Nunca como hoy el panorama mundial ha lucido tan intensamente agitado. Los conflictos armados, como el de Ucrania, Gaza, Sudán, Siria y Myanmar generan crisis humanitarias masivas y desplazamientos sin precedentes. A estos se suma la inestabilidad e incertidumbre política de Venezuela, Cuba y Haití.
Sin embargo, estos conflictos no parecen afectar la voracidad con que la élite millonaria lucha sin descanso, no por alcanzar la paz, sino por aumentar cada vez más sus arcas. Todo es un negocio. Y tal vez el más rentable; la guerra.
Si en términos generales el liderazgo mundial, en su afán de control geopolítico, no cede sus intereses a la búsqueda de soluciones a tanto belicismo, en lo particular mucho menos podemos controlar los efectos de esos eventos externos y sus consecuencias. De alguna manera repercutan en nuestra paz emocional. Generando preocupaciones, que obviamente nos alejan del camino hacia la felicidad.

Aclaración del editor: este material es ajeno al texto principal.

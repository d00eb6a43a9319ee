//! Network interface enumeration.
//!
//! `getifaddrs` yields one record per (interface, address family). On macOS
//! the `AF_LINK` record carries the interface's byte counters in its
//! `if_data`; on Linux the counters come from `/proc/net/dev` instead.

use std::net::{Ipv4Addr, Ipv6Addr};

/// What a single interface record carries.
#[derive(Debug, Clone, Copy, PartialEq, Eq)]
pub enum InterfaceAddress {
    Ipv4(Ipv4Addr),
    Ipv6(Ipv6Addr),
    /// Link-layer byte counters since boot.
    Link { tx_bytes: u64, rx_bytes: u64 },
}

#[derive(Debug, Clone, PartialEq, Eq)]
pub struct InterfaceRecord {
    pub name: String,
    pub address: InterfaceAddress,
}

pub trait InterfaceSource: Send + Sync {
    /// `None` when enumeration fails.
    fn interfaces(&self) -> Option<Vec<InterfaceRecord>>;
}

/// [`InterfaceSource`] backed by `getifaddrs`.
#[derive(Debug, Clone, Copy, Default)]
pub struct SystemInterfaces;

impl InterfaceSource for SystemInterfaces {
    fn interfaces(&self) -> Option<Vec<InterfaceRecord>> {
        let records = getifaddrs_records()?;

        #[cfg(target_os = "linux")]
        let records = {
            let mut records = records;
            match std::fs::read_to_string("/proc/net/dev") {
                Ok(text) => records.extend(parse_proc_net_dev(&text)),
                Err(e) => log::warn!("cannot read /proc/net/dev: {e}"),
            }
            records
        };

        Some(records)
    }
}

/// No interfaces at all.
#[derive(Debug, Clone, Copy, Default)]
pub struct NoInterfaces;

impl InterfaceSource for NoInterfaces {
    fn interfaces(&self) -> Option<Vec<InterfaceRecord>> {
        None
    }
}

#[cfg(unix)]
fn getifaddrs_records() -> Option<Vec<InterfaceRecord>> {
    use std::ffi::CStr;

    let mut head: *mut libc::ifaddrs = std::ptr::null_mut();
    // SAFETY: getifaddrs writes a heap-allocated list head into `head`, which
    // is released with freeifaddrs below.
    if unsafe { libc::getifaddrs(&mut head) } != 0 {
        log::warn!("getifaddrs failed: {}", std::io::Error::last_os_error());
        return None;
    }

    let mut records = Vec::new();
    let mut cursor = head;
    while !cursor.is_null() {
        // SAFETY: `cursor` is a node of the list returned by getifaddrs, which
        // stays valid until freeifaddrs.
        let entry = unsafe { &*cursor };
        cursor = entry.ifa_next;

        if entry.ifa_addr.is_null() || entry.ifa_name.is_null() {
            continue;
        }
        // SAFETY: ifa_name is a NUL-terminated string owned by the list.
        let name = unsafe { CStr::from_ptr(entry.ifa_name) }
            .to_string_lossy()
            .into_owned();
        // SAFETY: ifa_addr was checked non-null and points to a sockaddr
        // whose concrete layout is given by sa_family.
        let address = unsafe { decode_address(entry) };
        if let Some(address) = address {
            records.push(InterfaceRecord { name, address });
        }
    }

    // SAFETY: `head` came from a successful getifaddrs and is freed once.
    unsafe { libc::freeifaddrs(head) };
    Some(records)
}

#[cfg(not(unix))]
fn getifaddrs_records() -> Option<Vec<InterfaceRecord>> {
    None
}

/// # Safety
/// `entry.ifa_addr` must be non-null and point to a valid sockaddr.
#[cfg(unix)]
unsafe fn decode_address(entry: &libc::ifaddrs) -> Option<InterfaceAddress> {
    // SAFETY: guaranteed by the caller.
    let family = i32::from(unsafe { (*entry.ifa_addr).sa_family });
    match family {
        libc::AF_INET => {
            // SAFETY: AF_INET addresses are sockaddr_in.
            let sin = unsafe { &*(entry.ifa_addr as *const libc::sockaddr_in) };
            Some(InterfaceAddress::Ipv4(Ipv4Addr::from(u32::from_be(
                sin.sin_addr.s_addr,
            ))))
        }
        libc::AF_INET6 => {
            // SAFETY: AF_INET6 addresses are sockaddr_in6.
            let sin6 = unsafe { &*(entry.ifa_addr as *const libc::sockaddr_in6) };
            Some(InterfaceAddress::Ipv6(Ipv6Addr::from(sin6.sin6_addr.s6_addr)))
        }
        #[cfg(target_os = "macos")]
        libc::AF_LINK => {
            if entry.ifa_data.is_null() {
                return None;
            }
            // SAFETY: for AF_LINK entries ifa_data points to the interface's
            // if_data statistics block.
            let data = unsafe { &*(entry.ifa_data as *const libc::if_data) };
            Some(InterfaceAddress::Link {
                tx_bytes: u64::from(data.ifi_obytes),
                rx_bytes: u64::from(data.ifi_ibytes),
            })
        }
        _ => None,
    }
}

/// Parse `/proc/net/dev` into link-counter records.
pub fn parse_proc_net_dev(text: &str) -> Vec<InterfaceRecord> {
    text.lines()
        .filter_map(|line| {
            let (name, counters) = line.split_once(':')?;
            let fields: Vec<u64> = counters
                .split_whitespace()
                .map(|f| f.parse().ok())
                .collect::<Option<_>>()?;
            // rx: bytes packets errs drop fifo frame compressed multicast
            // tx: bytes ...
            let rx_bytes = *fields.first()?;
            let tx_bytes = *fields.get(8)?;
            Some(InterfaceRecord {
                name: name.trim().to_string(),
                address: InterfaceAddress::Link { tx_bytes, rx_bytes },
            })
        })
        .collect()
}

#[cfg(test)]
mod tests {
    use super::*;

    const PROC_NET_DEV: &str = "\
Inter-|   Receive                                                |  Transmit
 face |bytes    packets errs drop fifo frame compressed multicast|bytes    packets errs drop fifo colls carrier compressed
    lo:  104892     812    0    0    0     0          0         0   104892     812    0    0    0     0       0          0
  eth0: 98237412   71234    0    3    0     0          0        12  5521330   40122    0    0    0     0       0          0
";

    #[test]
    fn proc_net_dev_counters() {
        let records = parse_proc_net_dev(PROC_NET_DEV);
        assert_eq!(records.len(), 2);
        assert_eq!(records[1].name, "eth0");
        assert_eq!(
            records[1].address,
            InterfaceAddress::Link {
                tx_bytes: 5_521_330,
                rx_bytes: 98_237_412
            }
        );
    }

    #[test]
    fn proc_net_dev_skips_garbage() {
        assert!(parse_proc_net_dev("eth0: 1 2 three").is_empty());
        assert!(parse_proc_net_dev("eth0: 1 2").is_empty());
        assert!(parse_proc_net_dev("").is_empty());
    }

    #[test]
    #[cfg(unix)]
    #[ignore] // Requires a configured loopback interface
    fn enumerates_loopback() {
        let records = SystemInterfaces.interfaces().unwrap();
        assert!(records.iter().any(|r| matches!(
            r.address,
            InterfaceAddress::Ipv4(addr) if addr.is_loopback()
        )));
    }
}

¿Pero, cómo vivir al margen de tantas atrocidades a la vez? Voces como la del estoico Marco Aurelio, sostuvieron que «La felicidad de tu vida depende de la calidad de tus pensamientos».
Más que un gobernante del Imperio romano, Marco Aurelio fue un pensador profundo de la escuela estoica, en medio de guerras, enfermedades y crisis políticas. Dejó escritas una serie de reflexiones personales conocidas como Meditaciones. En ellas no solo dejaba ver su lucha interior por actuar con justicia, paciencia y moderación, sino que proponía una forma de vida basada en la razón, el autocontrol y el respeto por los demás.
Parecido o coincidencia con Epicteto, reitera en repetidas ocasiones que sobre lo que debemos reflexionar, no es sobre lo que sucede, sino sobre cómo reaccionar ante lo que sucede.
Nunca podremos controlar todo lo que ocurre fuera de nosotros, y que de alguna manera nos afecta, pero sí podemos desarrollar alternativas internas, existenciales, para contrarrestar las consecuencias de estos eventos.
Comencemos por rescatar la solidaridad y la compasión.